__Task goal__.
Every record must be copied exactly. Leave nothing out.
Top of Source records
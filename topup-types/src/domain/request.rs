//! Validated top-up request.

use rust_decimal::Decimal;
use serde::{Deserialize, Serialize};

use super::{Amount, PhoneNumber, SupplierId};
use crate::error::ValidationError;

/// The three validated inputs of a top-up.
///
/// Only constructible from value objects, so holding one proves the
/// inputs passed validation.
#[derive(Debug, Clone, PartialEq, Eq, Serialize, Deserialize)]
pub struct TopUpRequest {
    phone_number: PhoneNumber,
    amount: Amount,
    supplier_id: SupplierId,
}

impl TopUpRequest {
    pub fn new(phone_number: PhoneNumber, amount: Amount, supplier_id: SupplierId) -> Self {
        Self {
            phone_number,
            amount,
            supplier_id,
        }
    }

    /// Validates raw inputs in order: phone, amount, supplier.
    pub fn from_raw(
        raw_phone: &str,
        raw_amount: Decimal,
        raw_supplier_id: &str,
    ) -> Result<Self, ValidationError> {
        Ok(Self {
            phone_number: PhoneNumber::of(raw_phone)?,
            amount: Amount::of(raw_amount)?,
            supplier_id: SupplierId::of(raw_supplier_id)?,
        })
    }

    pub fn phone_number(&self) -> &PhoneNumber {
        &self.phone_number
    }

    pub fn amount(&self) -> Amount {
        self.amount
    }

    pub fn supplier_id(&self) -> &SupplierId {
        &self.supplier_id
    }

    pub fn supplier_name(&self) -> &'static str {
        self.supplier_id.supplier_name()
    }

    pub fn is_supplier_compatible(&self) -> bool {
        self.supplier_id.supports_phone_number(&self.phone_number)
    }
}

#[cfg(test)]
mod tests {
    use super::*;
    use rust_decimal_macros::dec;

    #[test]
    fn test_from_raw_valid() {
        let req = TopUpRequest::from_raw("3001234567", dec!(5000), "8753").unwrap();
        assert_eq!(req.supplier_name(), "Claro");
        assert!(req.is_supplier_compatible());
    }

    #[test]
    fn test_from_raw_reports_first_failure() {
        let err = TopUpRequest::from_raw("123", dec!(10), "9999").unwrap_err();
        assert_eq!(err, ValidationError::PhoneLength);
    }

    #[test]
    fn test_incompatible_supplier_is_still_valid() {
        let req = TopUpRequest::from_raw("3201234567", dec!(5000), "8753").unwrap();
        assert!(!req.is_supplier_compatible());
    }
}
//! Supplier catalog port.

use crate::domain::{Supplier, SupplierType};
use crate::error::ProviderError;

/// Source of supplier display data.
///
/// The engine only uses it best-effort to resolve display names; the
/// authoritative id check is `SupplierId::of`.
#[async_trait::async_trait]
pub trait SupplierCatalog: Send + Sync {
    async fn list_suppliers(&self) -> Result<Vec<Supplier>, ProviderError>;

    async fn find_by_id(&self, id: &str) -> Result<Option<Supplier>, ProviderError> {
        Ok(self
            .list_suppliers()
            .await?
            .into_iter()
            .find(|s| s.id == id))
    }
}

/// Catalog backed by the fixed `SupplierType` table.
#[derive(Debug, Clone, Copy, Default)]
pub struct StaticSupplierCatalog;

#[async_trait::async_trait]
impl SupplierCatalog for StaticSupplierCatalog {
    async fn list_suppliers(&self) -> Result<Vec<Supplier>, ProviderError> {
        Ok(SupplierType::all().iter().copied().map(Supplier::from).collect())
    }

    async fn find_by_id(&self, id: &str) -> Result<Option<Supplier>, ProviderError> {
        Ok(SupplierType::from_id(id).map(Supplier::from))
    }
}
//! Pagination request and result types.

use serde::{Deserialize, Serialize};

use crate::error::ValidationError;

const MAX_PAGE_SIZE: u32 = 100;

/// Zero-based page request.
#[derive(Debug, Clone, Copy, PartialEq, Eq, Serialize, Deserialize)]
#[serde(try_from = "RawPageRequest")]
pub struct PageRequest {
    page: u32,
    size: u32,
}

#[derive(Deserialize)]
struct RawPageRequest {
    page: u32,
    size: u32,
}

impl TryFrom<RawPageRequest> for PageRequest {
    type Error = ValidationError;

    fn try_from(raw: RawPageRequest) -> Result<Self, Self::Error> {
        Self::new(raw.page, raw.size)
    }
}

impl PageRequest {
    pub fn new(page: u32, size: u32) -> Result<Self, ValidationError> {
        if size == 0 || size > MAX_PAGE_SIZE {
            return Err(ValidationError::InvalidPage { page, size });
        }
        Ok(Self { page, size })
    }

    pub fn page(&self) -> u32 {
        self.page
    }

    pub fn size(&self) -> u32 {
        self.size
    }

    pub fn offset(&self) -> u64 {
        u64::from(self.page) * u64::from(self.size)
    }
}

impl Default for PageRequest {
    fn default() -> Self {
        Self { page: 0, size: 10 }
    }
}

/// One page of results plus the totals needed to navigate.
#[derive(Debug, Clone, PartialEq, Serialize, Deserialize)]
pub struct Page<T> {
    pub content: Vec<T>,
    pub page: u32,
    pub size: u32,
    pub total_elements: u64,
    pub total_pages: u32,
}

impl<T> Page<T> {
    pub fn new(content: Vec<T>, request: PageRequest, total_elements: u64) -> Self {
        let size = u64::from(request.size());
        let total_pages = u32::try_from(total_elements.div_ceil(size)).unwrap_or(u32::MAX);
        Self {
            content,
            page: request.page(),
            size: request.size(),
            total_elements,
            total_pages,
        }
    }

    pub fn is_first(&self) -> bool {
        self.page == 0
    }

    pub fn is_last(&self) -> bool {
        self.page.saturating_add(1) >= self.total_pages
    }

    pub fn has_next(&self) -> bool {
        self.page.saturating_add(1) < self.total_pages
    }

    pub fn has_previous(&self) -> bool {
        self.page > 0
    }

    pub fn number_of_elements(&self) -> usize {
        self.content.len()
    }

    pub fn map<U>(self, f: impl FnMut(T) -> U) -> Page<U> {
        Page {
            content: self.content.into_iter().map(f).collect(),
            page: self.page,
            size: self.size,
            total_elements: self.total_elements,
            total_pages: self.total_pages,
        }
    }
}

#[cfg(test)]
mod tests {
    use super::*;

    #[test]
    fn test_page_request_bounds() {
        assert!(PageRequest::new(0, 0).is_err());
        assert!(PageRequest::new(0, 101).is_err());
        assert_eq!(PageRequest::new(3, 20).unwrap().offset(), 60);
    }

    #[test]
    fn test_page_navigation() {
        let req = PageRequest::new(1, 10).unwrap();
        let page = Page::new(vec![1, 2, 3], req, 23);

        assert_eq!(page.total_pages, 3);
        assert!(page.has_previous());
        assert!(page.has_next());
        assert!(!page.is_first());
        assert!(!page.is_last());
    }

    #[test]
    fn test_last_possible_page_number() {
        let req = PageRequest::new(u32::MAX, 10).unwrap();
        let page: Page<i32> = Page::new(vec![], req, 5);

        assert!(page.is_last());
        assert!(!page.has_next());
        assert!(page.has_previous());
    }

    #[test]
    fn test_deserialize_validates_size() {
        let ok: PageRequest = serde_json::from_str(r#"{"page":2,"size":25}"#).unwrap();
        assert_eq!(ok, PageRequest::new(2, 25).unwrap());

        assert!(serde_json::from_str::<PageRequest>(r#"{"page":0,"size":0}"#).is_err());
        assert!(serde_json::from_str::<PageRequest>(r#"{"page":0,"size":101}"#).is_err());
    }

    #[test]
    fn test_empty_page() {
        let page: Page<i32> = Page::new(vec![], PageRequest::default(), 0);
        assert_eq!(page.total_pages, 0);
        assert!(page.is_first());
        assert!(page.is_last());
        assert!(!page.has_next());
    }
}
Bottom of Source records
__Task solution__.
filename topup-types/src/domain/request.rs
//! Validated top-up request.

use rust_decimal::Decimal;
use serde::{Deserialize, Serialize};

use super::{Amount, PhoneNumber, SupplierId};
use crate::error::ValidationError;

/// The three validated inputs of a top-up.
///
/// Only constructible from value objects, so holding one proves the
/// inputs passed validation.
#[derive(Debug, Clone, PartialEq, Eq, Serialize, Deserialize)]
pub struct TopUpRequest {
    phone_number: PhoneNumber,
    amount: Amount,
    supplier_id: SupplierId,
}

impl TopUpRequest {
    pub fn new(phone_number: PhoneNumber, amount: Amount, supplier_id: SupplierId) -> Self {
        Self {
            phone_number,
            amount,
            supplier_id,
        }
    }

    /// Validates raw inputs in order: phone, amount, supplier.
    pub fn from_raw(
        raw_phone: &str,
        raw_amount: Decimal,
        raw_supplier_id: &str,
    ) -> Result<Self, ValidationError> {
        Ok(Self {
            phone_number: PhoneNumber::of(raw_phone)?,
            amount: Amount::of(raw_amount)?,
            supplier_id: SupplierId::of(raw_supplier_id)?,
        })
    }

    pub fn phone_number(&self) -> &PhoneNumber {
        &self.phone_number
    }

    pub fn amount(&self) -> Amount {
        self.amount
    }

    pub fn supplier_id(&self) -> &SupplierId {
        &self.supplier_id
    }

    pub fn supplier_name(&self) -> &'static str {
        self.supplier_id.supplier_name()
    }

    pub fn is_supplier_compatible(&self) -> bool {
        self.supplier_id.supports_phone_number(&self.phone_number)
    }
}

#[cfg(test)]
mod tests {
    use super::*;
    use rust_decimal_macros::dec;

    #[test]
    fn test_from_raw_valid() {
        let req = TopUpRequest::from_raw("3001234567", dec!(5000), "8753").unwrap();
        assert_eq!(req.supplier_name(), "Claro");
        assert!(req.is_supplier_compatible());
    }

    #[test]
    fn test_from_raw_reports_first_failure() {
        let err = TopUpRequest::from_raw("123", dec!(10), "9999").unwrap_err();
        assert_eq!(err, ValidationError::PhoneLength);
    }

    #[test]
    fn test_incompatible_supplier_is_still_valid() {
        let req = TopUpRequest::from_raw("3201234567", dec!(5000), "8753").unwrap();
        assert!(!req.is_supplier_compatible());
    }
}
//! Supplier catalog port.

use crate::domain::{Supplier, SupplierType};
use crate::error::ProviderError;

/// Source of supplier display data.
///
/// The engine only uses it best-effort to resolve display names; the
/// authoritative id check is `SupplierId::of`.
#[async_trait::async_trait]
pub trait SupplierCatalog: Send + Sync {
    async fn list_suppliers(&self) -> Result<Vec<Supplier>, ProviderError>;

    async fn find_by_id(&self, id: &str) -> Result<Option<Supplier>, ProviderError> {
        Ok(self
            .list_suppliers()
            .await?
            .into_iter()
            .find(|s| s.id == id))
    }
}

/// Catalog backed by the fixed `SupplierType` table.
#[derive(Debug, Clone, Copy, Default)]
pub struct StaticSupplierCatalog;

#[async_trait::async_trait]
impl SupplierCatalog for StaticSupplierCatalog {
    async fn list_suppliers(&self) -> Result<Vec<Supplier>, ProviderError> {
        Ok(SupplierType::all().iter().copied().map(Supplier::from).collect())
    }

    async fn find_by_id(&self, id: &str) -> Result<Option<Supplier>, ProviderError> {
        Ok(SupplierType::from_id(id).map(Supplier::from))
    }
}
//! Pagination request and result types.

use serde::{Deserialize, Serialize};

use crate::error::ValidationError;

const MAX_PAGE_SIZE: u32 = 100;

/// Zero-based page request.
#[derive(Debug, Clone, Copy, PartialEq, Eq, Serialize, Deserialize)]
#[serde(try_from = "RawPageRequest")]
pub struct PageRequest {
    page: u32,
    size: u32,
}

#[derive(Deserialize)]
struct RawPageRequest {
    page: u32,
    size: u32,
}

impl TryFrom<RawPageRequest> for PageRequest {
    type Error = ValidationError;

    fn try_from(raw: RawPageRequest) -> Result<Self, Self::Error> {
        Self::new(raw.page, raw.size)
    }
}

impl PageRequest {
    pub fn new(page: u32, size: u32) -> Result<Self, ValidationError> {
        if size == 0 || size > MAX_PAGE_SIZE {
            return Err(ValidationError::InvalidPage { page, size });
        }
        Ok(Self { page, size })
    }

    pub fn page(&self) -> u32 {
        self.page
    }

    pub fn size(&self) -> u32 {
        self.size
    }

    pub fn offset(&self) -> u64 {
        u64::from(self.page) * u64::from(self.size)
    }
}

impl Default for PageRequest {
    fn default() -> Self {
        Self { page: 0, size: 10 }
    }
}

/// One page of results plus the totals needed to navigate.
#[derive(Debug, Clone, PartialEq, Serialize, Deserialize)]
pub struct Page<T> {
    pub content: Vec<T>,
    pub page: u32,
    pub size: u32,
    pub total_elements: u64,
    pub total_pages: u32,
}

impl<T> Page<T> {
    pub fn new(content: Vec<T>, request: PageRequest, total_elements: u64) -> Self {
        let size = u64::from(request.size());
        let total_pages = u32::try_from(total_elements.div_ceil(size)).unwrap_or(u32::MAX);
        Self {
            content,
            page: request.page(),
            size: request.size(),
            total_elements,
            total_pages,
        }
    }

    pub fn is_first(&self) -> bool {
        self.page == 0
    }

    pub fn is_last(&self) -> bool {
        self.page.saturating_add(1) >= self.total_pages
    }

    pub fn has_next(&self) -> bool {
        self.page.saturating_add(1) < self.total_pages
    }

    pub fn has_previous(&self) -> bool {
        self.page > 0
    }

    pub fn number_of_elements(&self) -> usize {
        self.content.len()
    }

    pub fn map<U>(self, f: impl FnMut(T) -> U) -> Page<U> {
        Page {
            content: self.content.into_iter().map(f).collect(),
            page: self.page,
            size: self.size,
            total_elements: self.total_elements,
            total_pages: self.total_pages,
        }
    }
}

#[cfg(test)]
mod tests {
    use super::*;

    #[test]
    fn test_page_request_bounds() {
        assert!(PageRequest::new(0, 0).is_err());
        assert!(PageRequest::new(0, 101).is_err());
        assert_eq!(PageRequest::new(3, 20).unwrap().offset(), 60);
    }

    #[test]
    fn test_page_navigation() {
        let req = PageRequest::new(1, 10).unwrap();
        let page = Page::new(vec![1, 2, 3], req, 23);

        assert_eq!(page.total_pages, 3);
        assert!(page.has_previous());
        assert!(page.has_next());
        assert!(!page.is_first());
        assert!(!page.is_last());
    }

    #[test]
    fn test_last_possible_page_number() {
        let req = PageRequest::new(u32::MAX, 10).unwrap();
        let page: Page<i32> = Page::new(vec![], req, 5);

        assert!(page.is_last());
        assert!(!page.has_next());
        assert!(page.has_previous());
    }

    #[test]
    fn test_deserialize_validates_size() {
        let ok: PageRequest = serde_json::from_str(r#"{"page":2,"size":25}"#).unwrap();
        assert_eq!(ok, PageRequest::new(2, 25).unwrap());

        assert!(serde_json::from_str::<PageRequest>(r#"{"page":0,"size":0}"#).is_err());
        assert!(serde_json::from_str::<PageRequest>(r#"{"page":0,"size":101}"#).is_err());
    }

    #[test]
    fn test_empty_page() {
        let page: Page<i32> = Page::new(vec![], PageRequest::default(), 0);
        assert_eq!(page.total_pages, 0);
        assert!(page.is_first());
        assert!(page.is_last());
        assert!(!page.has_next());
    }
}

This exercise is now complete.